Now, in both systems dropping down into the lower level notation was considered a little doubtful, a slightly bad practice that was tolerated because it was often so useful. It was better to avoid it if you could. And if you were disciplined, you could write a LaTeX or GML document without ever lapsing into the lower-level procedural notation. But the quality of your results depended very directly on the level of self-discipline you were able to maintain.
The end result turned out, in both cases, to be: almost no GML or LaTeX documents of any size are actually pure descriptive markup. At least, not the ones I have seen; and I have seen a few. Almost all documents end up a mixture of high- and low-level markup that cannot be processed in a purely declarative way. Why? Because there was no short-term penalty for violating the declarativity of the markup, and there was often a short-term gain that, at the crucial moment, masked the long-term cost. In this respect, JSON seems to be re-inventing the flaws of notations first developed a few decades ago.
To keep systems clean, you need to drive the right behavior.
JSON makes very good use of Javascript’s literal object notation. But it’s a consequence of this fact that a JSON message can conveniently be processed by reading it into a variable and then running eval
on the variable. (This is where we came in.) The moment you do this, of course, you expose your code to a Javascript injection attack.
To say “You don’t have to use eval
— JSON has a very simple syntax and you can parse it yourself, or use an off the shelf parser, and in so doing protect yourself against the security issue,” seems to ignore an important fact about notations: they make some things easier and (necessarily) some things harder. They don’t force you to do things the easy way; they don’t prevent you from doing them the hard way. They don’t have to. The gentle pressure of the notation can be enough. It’s like gravity: it never lets up.
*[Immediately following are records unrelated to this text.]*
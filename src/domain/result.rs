//! Result type alias for Vigil
//!
//! This module provides a convenient Result type alias that uses VigilError
//! as the error type.

use super::errors::VigilError;

/// Result type alias for Vigil operations
///
/// # Examples
///
/// ```
/// use vigil::domain::result::Result;
/// use vigil::domain::errors::VigilError;
///
/// fn example_function() -> Result<String> {
///     Ok("success".to_string())
/// }
///
/// fn failing_function() -> Result<()> {
///     Err(VigilError::Validation("Invalid input".to_string()))
/// }
/// ```
pub type Result<T> = std::result::Result<T, VigilError>;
If the notation makes a dangerous or dirty practice easy, then the systems built with it will be spotlessly clean if the users have the self-discipline to keep it clean. For most of us, that means: not very clean.
OK, end of digression.
When I asked my question, Doug Crockford answered reasonably enough that browsers already execute whatever Javascript they find in HTML pages they load. So JSON doesn’t make things any worse than they already were. (I’m not sure I can put into words just why I’m not finding much comfort in that observation.)
But there is a slight snag: Javascript isn’t used only in the browser. Since the conference, my colleague Thomas Roessler has written a number of blog entries outlining security problems in widgets which use Javascript; most recent is his lightning talk at the 24th Chaos Communication Congress.
Be careful about slopes, slippery or otherwise. Gravity never sleeps.